Die Sonntagsreden von der „Unteilbarkeit der Menschenrechte” und der „Gleichheit aller Menschen” müssen ab dem folgenden Montag in den Innenministerien dieser Republik umgesetzt werden. Das bedeutet, dass die Menschenrechte auch für Roma auch ausländischer Staatsangehörigkeit auch in Deutschland uneingeschränkt anerkannt werden, dass nicht über diverse Möglichkeiten einer Einschränkung des Asylrechts oder der Sozialleistungen für eine ungeliebte Gruppe von Flüchtlingen öffentlich und ungestraft nachgedacht wird.

Diese Menschenrechte, einmal in Deutschland durchgesetzt, müssen dann Bestandteil aller internationalen Verhandlungen sein.
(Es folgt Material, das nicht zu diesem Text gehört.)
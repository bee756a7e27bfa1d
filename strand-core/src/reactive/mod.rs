//! Reactive Primitives
//!
//! This module implements the handles users hold: signals, memos, effects
//! and scopes, plus the runtime that connects them.
//!
//! # Concepts
//!
//! ## Signals
//!
//! A Signal is a container for mutable state. Reading it while a memo or
//! effect is pulling records a dependency; writing a different value
//! invalidates everything downstream.
//!
//! ## Memos
//!
//! A Memo is a lazily computed, cached derived value. It recomputes on read,
//! and only when one of its inputs actually changed.
//!
//! ## Effects
//!
//! An Effect is a side-effecting computation that runs once on creation and
//! again whenever its inputs change, at a time chosen by its scheduler.
//! [`watch`] builds on effects to report old and new values.
//!
//! ## Scopes
//!
//! Every cell belongs to the scope that was current when it was created.
//! Releasing a scope disposes its cells in one go.
//!
//! # Implementation Notes
//!
//! Handles are thin: a `NodeId`, an `Rc` to the typed value, and a `Weak`
//! to the runtime. The graph stores the same value behind a type-erased
//! `Rc<dyn Compute>` so it can recompute without knowing `T`.

mod context;
mod effect;
mod memo;
mod runtime;
mod scope;
mod signal;

pub use effect::{watch, watch_with, Effect, EffectOptions, ValueDiff, WatchOptions};
pub use memo::Memo;
pub use runtime::Runtime;
pub use scope::Scope;
pub use signal::Signal;

pub(crate) use runtime::RuntimeInner;
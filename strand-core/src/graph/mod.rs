//! Dependency Graph
//!
//! This module implements the graph that tracks read relationships between
//! reactive nodes.
//!
//! # Overview
//!
//! - Nodes represent plain values (signals) or computations (memos, effects).
//! - Edges represent dependencies: if A reads B, there is an edge from B to A.
//!
//! Nodes, edges and scopes live in generational arenas and point at each
//! other by key. Each node heads two intrusive edge chains (see [`edge`]),
//! which keeps attach, reuse and detach O(1) while a recomputation rebuilds
//! its dependency list in place.
//!
//! The graph itself never runs user code. Walks that need to recompute
//! (see [`walk`]) hand control back to the runtime between steps.

pub(crate) mod arena;
mod edge;
mod node;
mod scope;
mod snapshot;
mod walk;

use std::rc::Rc;

use indexmap::{IndexMap, IndexSet};

pub use edge::{Edge, EdgeId};
pub use node::{DirtyState, Node, NodeId, NodeKind};
pub use scope::{ScopeData, ScopeId};
pub use snapshot::{GraphSnapshot, NodeSnapshot};

pub(crate) use node::{Compute, NEVER};
pub(crate) use walk::{walk_upstream, Buckets};

use arena::Arena;
use crate::schedule::SchedulerKey;

/// Arena-backed storage for nodes, edges and scopes.
#[derive(Default)]
pub struct Graph {
    pub(crate) nodes: Arena<NodeId, Node>,
    pub(crate) edges: Arena<EdgeId, Edge>,
    pub(crate) scopes: Arena<ScopeId, ScopeData>,

    /// Upstreams already read by nodes whose recomputation is running,
    /// once a read has missed the rec cursor.
    pub(crate) confirmed: IndexMap<NodeId, IndexSet<NodeId>>,

    /// Closures of freed nodes, dropped once the graph is no longer borrowed.
    graveyard: Vec<Rc<dyn Compute>>,
}

impl Graph {
    /// Create an empty graph.
    pub fn new() -> Self {
        Self::default()
    }

    /// Add a node attributed to `scope`.
    pub(crate) fn add_node(
        &mut self,
        kind: NodeKind,
        scheduler: SchedulerKey,
        scope: Option<ScopeId>,
    ) -> NodeId {
        let scope = scope.filter(|&s| self.scopes.contains(s));
        let mut node = Node::new(kind, scheduler);
        node.scope = scope;
        let id = self.nodes.insert(node);
        if let Some(data) = scope.and_then(|s| self.scopes.get_mut(s)) {
            data.members.insert(id);
        }
        id
    }

    pub fn node(&self, id: NodeId) -> Option<&Node> {
        self.nodes.get(id)
    }

    pub(crate) fn node_mut(&mut self, id: NodeId) -> Option<&mut Node> {
        self.nodes.get_mut(id)
    }

    pub fn node_count(&self) -> usize {
        self.nodes.len()
    }

    pub fn edge_count(&self) -> usize {
        self.edges.len()
    }

    /// Upstream nodes of `id`, in read order.
    pub fn dependencies(&self, id: NodeId) -> Vec<NodeId> {
        let mut out = Vec::new();
        let mut at = self.nodes.get(id).and_then(|node| node.rec_head);
        while let Some(edge) = at.and_then(|e| self.edges.get(e)) {
            out.push(edge.upstream);
            at = edge.next_rec;
        }
        out
    }

    /// Downstream nodes of `id`, in link order.
    pub fn dependents(&self, id: NodeId) -> Vec<NodeId> {
        let mut out = Vec::new();
        let mut at = self.nodes.get(id).and_then(|node| node.emit_head);
        while let Some(edge) = at.and_then(|e| self.edges.get(e)) {
            out.push(edge.downstream);
            at = edge.next_emit;
        }
        out
    }

    /// Free a disposed node once nothing links to or from it.
    pub(crate) fn free_if_orphaned(&mut self, id: NodeId) {
        let orphaned = self.nodes.get(id).is_some_and(|node| {
            node.disabled && node.rec_head.is_none() && node.emit_head.is_none()
        });
        if !orphaned {
            return;
        }
        if let Some(compute) = self.nodes.remove(id).and_then(|node| node.compute) {
            self.graveyard.push(compute);
        }
    }

    pub(crate) fn take_graveyard(&mut self) -> Vec<Rc<dyn Compute>> {
        std::mem::take(&mut self.graveyard)
    }
}

impl std::fmt::Debug for Graph {
    fn fmt(&self, f: &mut std::fmt::Formatter<'_>) -> std::fmt::Result {
        f.debug_struct("Graph")
            .field("nodes", &self.nodes.len())
            .field("edges", &self.edges.len())
            .field("scopes", &self.scopes.len())
            .finish()
    }
}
Solange Staaten wie Serbien oder Mazedonien solche Menschenrechte nicht lückenlos umsetzen und gewährleisten können oder wollen, darf es auch keine Ausreiseaufforderungen oder Abschiebungen geben.

Gerade eine „europäische Minderheit”, und die Roma sind die größte Minderheit Europas, sollte in den Genuss der bisher nur auf dem Papier existierenden „Unionsangehörigkeit” kommen, ohne wie bisher dazu auch die Staatsangehörigkeit eines Mitgliedsstaates der EU zu benötigen. Sie müssen nicht nur das Recht haben, die eigenen Menschenrechte durchzusetzen - ihnen darf auch weder das Recht verwehrt werden, Staaten zu verlassen, noch das Recht, sich in anderen Staaten niederzulassen.

Den Betroffenen Roma muss in Deutschland und in den Herkunftsländern eine Perspektive über den 31. März 2013 hinaus gegeben werden. Diese Perspektive muss als wichtigstes Element die Bildung enthalten.